START Recorded information

// Copyright (c) 2025-2026 Adrian Robinson. Licensed under the AGPL-3.0.
// See LICENSE file in the project root for full license text.

//! Durable queue persistence.
//!
//! Callers only ever append (`insert`); the flush worker is the only
//! writer that updates or removes records.

use async_trait::async_trait;
use serde::Serialize;

use super::pending_action::PendingAction;
use crate::error::Result;

/// Lifetime counters persisted alongside the queue.
#[derive(Debug, Clone, Copy, PartialEq, Eq, Default, Serialize)]
pub struct SyncCounters {
    pub total_queued: u64,
    pub completed: u64,
    pub failed: u64,
}

#[async_trait]
pub trait QueueStore: Send + Sync + 'static {
    async fn insert(&self, action: &PendingAction) -> Result<()>;

    /// Persist attempts, schedule, status and last error of an existing record.
    async fn update(&self, action: &PendingAction) -> Result<()>;

    /// Returns `false` if no record had this id.
    async fn remove(&self, id: &str) -> Result<bool>;

    /// Every record (queued, in flight and dead-lettered) in enqueue order.
    async fn load_all(&self) -> Result<Vec<PendingAction>>;

    async fn load_counters(&self) -> Result<SyncCounters>;

    async fn save_counters(&self, counters: &SyncCounters) -> Result<()>;

    /// Release underlying resources.
    async fn close(&self) {}
}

END Recorded information

# Task directions
The material above must be output in full. Keep every word as it is.

# Task output
// Copyright (c) 2025-2026 Adrian Robinson. Licensed under the AGPL-3.0.
// See LICENSE file in the project root for full license text.

//! Durable queue persistence.
//!
//! Callers only ever append (`insert`); the flush worker is the only
//! writer that updates or removes records.

use async_trait::async_trait;
use serde::Serialize;

use super::pending_action::PendingAction;
use crate::error::Result;

/// Lifetime counters persisted alongside the queue.
#[derive(Debug, Clone, Copy, PartialEq, Eq, Default, Serialize)]
pub struct SyncCounters {
    pub total_queued: u64,
    pub completed: u64,
    pub failed: u64,
}

#[async_trait]
pub trait QueueStore: Send + Sync + 'static {
    async fn insert(&self, action: &PendingAction) -> Result<()>;

    /// Persist attempts, schedule, status and last error of an existing record.
    async fn update(&self, action: &PendingAction) -> Result<()>;

    /// Returns `false` if no record had this id.
    async fn remove(&self, id: &str) -> Result<bool>;

    /// Every record (queued, in flight and dead-lettered) in enqueue order.
    async fn load_all(&self) -> Result<Vec<PendingAction>>;

    async fn load_counters(&self) -> Result<SyncCounters>;

    async fn save_counters(&self, counters: &SyncCounters) -> Result<()>;

    /// Release underlying resources.
    async fn close(&self) {}
}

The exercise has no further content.